Task:
From the data below, set down exactly the lines between the one holding "impl From<i32> for" and the one holding "(OptionKind::Flag, OptionValue::Flag) =>", inclusive, and no others.

[Material provided Boundary: Start]

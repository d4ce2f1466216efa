//! Named native options
//!
//! The native library identifies options by number and expects a raw
//! parameter buffer whose shape depends on the option. [`OptionRegistry`] maps
//! a name to its `(id, kind)`; [`encode_option`] checks the caller's value
//! against that kind and produces the buffer.

use std::collections::HashMap;
use std::fmt;
use std::ptr;

#[cfg(test)]
use mockall::automock;

use lazy_static::lazy_static;

use crate::Error;
use crate::Result;

#[derive(Debug, Clone, Copy, PartialEq, Eq, Hash)]
pub enum OptionScope {
    Network,
    Database,
    Transaction,
}

impl fmt::Display for OptionScope {
    fn fmt(
        &self,
        f: &mut fmt::Formatter<'_>,
    ) -> fmt::Result {
        match self {
            OptionScope::Network => write!(f, "network"),
            OptionScope::Database => write!(f, "database"),
            OptionScope::Transaction => write!(f, "transaction"),
        }
    }
}

/// Parameter shape of an option
#[derive(Debug, Clone, Copy, PartialEq, Eq)]
pub enum OptionKind {
    /// No parameter
    Flag,
    /// 64-bit signed integer, little endian
    Int,
    /// UTF-8 text, passed with an explicit length
    String,
}

impl fmt::Display for OptionKind {
    fn fmt(
        &self,
        f: &mut fmt::Formatter<'_>,
    ) -> fmt::Result {
        match self {
            OptionKind::Flag => write!(f, "flag"),
            OptionKind::Int => write!(f, "int"),
            OptionKind::String => write!(f, "string"),
        }
    }
}

/// Caller supplied option value
#[derive(Debug, Clone, PartialEq, Eq)]
pub enum OptionValue {
    Flag,
    Int(i64),
    Text(String),
}

impl From<i64> for OptionValue {
    fn from(v: i64) -> Self {
        OptionValue::Int(v)
    }
}

impl From<i32> for OptionValue {
    fn from(v: i32) -> Self {
        OptionValue::Int(v as i64)
    }
}

impl From<&str> for OptionValue {
    fn from(v: &str) -> Self {
        OptionValue::Text(v.to_string())
    }
}

impl From<String> for OptionValue {
    fn from(v: String) -> Self {
        OptionValue::Text(v)
    }
}

impl From<()> for OptionValue {
    fn from(_: ()) -> Self {
        OptionValue::Flag
    }
}

#[derive(Debug, Clone, Copy, PartialEq, Eq)]
pub struct OptionSpec {
    pub id: i32,
    pub kind: OptionKind,
}

impl OptionSpec {
    pub const fn new(
        id: i32,
        kind: OptionKind,
    ) -> Self {
        Self { id, kind }
    }
}

/// Resolves option names to native ids.
#[cfg_attr(test, automock)]
pub trait OptionRegistry: Send + Sync {
    fn lookup(
        &self,
        scope: OptionScope,
        name: &str,
    ) -> Option<OptionSpec>;
}

/// Option id plus the parameter buffer handed to a `*_set_option` call
#[derive(Debug, Clone, PartialEq, Eq)]
pub struct EncodedOption {
    pub id: i32,
    param: Option<Vec<u8>>,
}

impl EncodedOption {
    /// Parameter pointer; null for flags.
    pub fn as_ptr(&self) -> *const u8 {
        match &self.param {
            Some(bytes) => bytes.as_ptr(),
            None => ptr::null(),
        }
    }

    pub fn len(&self) -> Result<i32> {
        match &self.param {
            Some(bytes) => super::ffi_len(bytes),
            None => Ok(0),
        }
    }

    pub fn is_empty(&self) -> bool {
        self.param.as_ref().map_or(true, |b| b.is_empty())
    }

    pub fn param(&self) -> Option<&[u8]> {
        self.param.as_deref()
    }
}

/// Looks up `name` and encodes `value` for it.
pub fn encode_option(
    registry: &dyn OptionRegistry,
    scope: OptionScope,
    name: &str,
    value: &OptionValue,
) -> Result<EncodedOption> {
    let spec = registry.lookup(scope, name).ok_or_else(|| Error::InvalidOption {
        scope,
        name: name.to_string(),
    })?;

    let param = match (spec.kind, value) {
        (OptionKind::Flag, OptionValue::Flag) => None,
        (OptionKind::Int, OptionValue::Int(v)) => Some(v.to_le_bytes().to_vec()),
        (OptionKind::String, OptionValue::Text(s)) => Some(s.as_bytes().to_vec()),
        (expected, _) => {
            return Err(Error::OptionType {
                name: name.to_string(),
                expected,
            })
        }
    };

    Ok(EncodedOption { id: spec.id, param })
}

// -
// Builtin tables (fdb.options, API version 710)

use OptionKind::Flag;
use OptionKind::Int;
use OptionKind::String as Str;

lazy_static! {
    static ref NETWORK_OPTIONS: HashMap<&'static str, OptionSpec> = [
        ("trace_enable", OptionSpec::new(30, Str)),
        ("trace_roll_size", OptionSpec::new(31, Int)),
        ("trace_max_logs_size", OptionSpec::new(32, Int)),
        ("trace_log_group", OptionSpec::new(33, Str)),
        ("trace_format", OptionSpec::new(34, Str)),
        ("trace_clock_source", OptionSpec::new(35, Str)),
        ("trace_file_identifier", OptionSpec::new(36, Str)),
        ("trace_partial_file_suffix", OptionSpec::new(39, Str)),
        ("knob", OptionSpec::new(40, Str)),
        ("tls_cert_path", OptionSpec::new(43, Str)),
        ("tls_key_path", OptionSpec::new(46, Str)),
        ("tls_verify_peers", OptionSpec::new(47, Str)),
        ("buggify_enable", OptionSpec::new(48, Flag)),
        ("buggify_disable", OptionSpec::new(49, Flag)),
        ("tls_ca_path", OptionSpec::new(53, Str)),
        ("tls_password", OptionSpec::new(54, Str)),
        ("disable_multi_version_client_api", OptionSpec::new(60, Flag)),
        ("callbacks_on_external_threads", OptionSpec::new(61, Flag)),
        ("external_client_library", OptionSpec::new(62, Str)),
        ("external_client_directory", OptionSpec::new(63, Str)),
        ("disable_local_client", OptionSpec::new(64, Flag)),
        ("client_threads_per_version", OptionSpec::new(65, Int)),
        ("disable_client_statistics_logging", OptionSpec::new(70, Flag)),
        ("enable_run_loop_profiling", OptionSpec::new(71, Flag)),
        ("distributed_client_tracer", OptionSpec::new(90, Str)),
    ]
    .into_iter()
    .collect();

    static ref DATABASE_OPTIONS: HashMap<&'static str, OptionSpec> = [
        ("location_cache_size", OptionSpec::new(10, Int)),
        ("max_watches", OptionSpec::new(20, Int)),
        ("machine_id", OptionSpec::new(21, Str)),
        ("datacenter_id", OptionSpec::new(22, Str)),
        ("snapshot_ryw_enable", OptionSpec::new(26, Flag)),
        ("snapshot_ryw_disable", OptionSpec::new(27, Flag)),
        ("transaction_logging_max_field_length", OptionSpec::new(405, Int)),
        ("transaction_timeout", OptionSpec::new(500, Int)),
        ("transaction_retry_limit", OptionSpec::new(501, Int)),
        ("transaction_max_retry_delay", OptionSpec::new(502, Int)),
        ("transaction_size_limit", OptionSpec::new(503, Int)),
        ("transaction_causal_read_risky", OptionSpec::new(504, Flag)),
        ("transaction_include_port_in_address", OptionSpec::new(505, Flag)),
        ("transaction_bypass_unreadable", OptionSpec::new(700, Flag)),
    ]
    .into_iter()
    .collect();

    static ref TRANSACTION_OPTIONS: HashMap<&'static str, OptionSpec> = [
        ("causal_write_risky", OptionSpec::new(10, Flag)),
        ("causal_read_risky", OptionSpec::new(20, Flag)),
        ("causal_read_disable", OptionSpec::new(21, Flag)),
        ("include_port_in_address", OptionSpec::new(23, Flag)),
        ("next_write_no_write_conflict_range", OptionSpec::new(30, Flag)),
        ("read_your_writes_disable", OptionSpec::new(51, Flag)),
        ("read_ahead_disable", OptionSpec::new(52, Flag)),
        ("durability_datacenter", OptionSpec::new(110, Flag)),
        ("durability_risky", OptionSpec::new(120, Flag)),
        ("priority_system_immediate", OptionSpec::new(200, Flag)),
        ("priority_batch", OptionSpec::new(201, Flag)),
        ("initialize_new_database", OptionSpec::new(300, Flag)),
        ("access_system_keys", OptionSpec::new(301, Flag)),
        ("read_system_keys", OptionSpec::new(302, Flag)),
        ("debug_transaction_identifier", OptionSpec::new(403, Str)),
        ("log_transaction", OptionSpec::new(404, Flag)),
        ("transaction_logging_max_field_length", OptionSpec::new(405, Int)),
        ("server_request_tracing", OptionSpec::new(406, Flag)),
        ("timeout", OptionSpec::new(500, Int)),
        ("retry_limit", OptionSpec::new(501, Int)),
        ("max_retry_delay", OptionSpec::new(502, Int)),
        ("size_limit", OptionSpec::new(503, Int)),
        ("snapshot_ryw_enable", OptionSpec::new(600, Flag)),
        ("snapshot_ryw_disable", OptionSpec::new(601, Flag)),
        ("lock_aware", OptionSpec::new(700, Flag)),
        ("used_during_commit_protection_disable", OptionSpec::new(701, Flag)),
        ("read_lock_aware", OptionSpec::new(702, Flag)),
        ("use_provisional_proxies", OptionSpec::new(711, Flag)),
        ("report_conflicting_keys", OptionSpec::new(712, Flag)),
        ("special_key_space_relaxed", OptionSpec::new(713, Flag)),
        ("tag", OptionSpec::new(800, Str)),
        ("auto_throttle_tag", OptionSpec::new(801, Str)),
        ("bypass_unreadable", OptionSpec::new(1100, Flag)),
    ]
    .into_iter()
    .collect();
}

/// Registry backed by the option tables shipped with the client headers.
///
/// Names are matched case-insensitively, and `-` is accepted for `_`.
#[derive(Debug, Default, Clone, Copy)]
pub struct BuiltinOptions;

impl OptionRegistry for BuiltinOptions {
    fn lookup(
        &self,
        scope: OptionScope,
        name: &str,
    ) -> Option<OptionSpec> {
        let normalized = name.trim().to_ascii_lowercase().replace('-', "_");
        let table: &HashMap<&'static str, OptionSpec> = match scope {
            OptionScope::Network => &NETWORK_OPTIONS,
            OptionScope::Database => &DATABASE_OPTIONS,
            OptionScope::Transaction => &TRANSACTION_OPTIONS,
        };
        table.get(normalized.as_str()).copied()
    }
}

[Material provided Boundary: End]

Response to the exercise:
impl From<i32> for OptionValue {
    fn from(v: i32) -> Self {
        OptionValue::Int(v as i64)
    }
}

impl From<&str> for OptionValue {
    fn from(v: &str) -> Self {
        OptionValue::Text(v.to_string())
    }
}

impl From<String> for OptionValue {
    fn from(v: String) -> Self {
        OptionValue::Text(v)
    }
}

impl From<()> for OptionValue {
    fn from(_: ()) -> Self {
        OptionValue::Flag
    }
}

#[derive(Debug, Clone, Copy, PartialEq, Eq)]
pub struct OptionSpec {
    pub id: i32,
    pub kind: OptionKind,
}

impl OptionSpec {
    pub const fn new(
        id: i32,
        kind: OptionKind,
    ) -> Self {
        Self { id, kind }
    }
}

/// Resolves option names to native ids.
#[cfg_attr(test, automock)]
pub trait OptionRegistry: Send + Sync {
    fn lookup(
        &self,
        scope: OptionScope,
        name: &str,
    ) -> Option<OptionSpec>;
}

/// Option id plus the parameter buffer handed to a `*_set_option` call
#[derive(Debug, Clone, PartialEq, Eq)]
pub struct EncodedOption {
    pub id: i32,
    param: Option<Vec<u8>>,
}

impl EncodedOption {
    /// Parameter pointer; null for flags.
    pub fn as_ptr(&self) -> *const u8 {
        match &self.param {
            Some(bytes) => bytes.as_ptr(),
            None => ptr::null(),
        }
    }

    pub fn len(&self) -> Result<i32> {
        match &self.param {
            Some(bytes) => super::ffi_len(bytes),
            None => Ok(0),
        }
    }

    pub fn is_empty(&self) -> bool {
        self.param.as_ref().map_or(true, |b| b.is_empty())
    }

    pub fn param(&self) -> Option<&[u8]> {
        self.param.as_deref()
    }
}

/// Looks up `name` and encodes `value` for it.
pub fn encode_option(
    registry: &dyn OptionRegistry,
    scope: OptionScope,
    name: &str,
    value: &OptionValue,
) -> Result<EncodedOption> {
    let spec = registry.lookup(scope, name).ok_or_else(|| Error::InvalidOption {
        scope,
        name: name.to_string(),
    })?;

    let param = match (spec.kind, value) {
        (OptionKind::Flag, OptionValue::Flag) => None,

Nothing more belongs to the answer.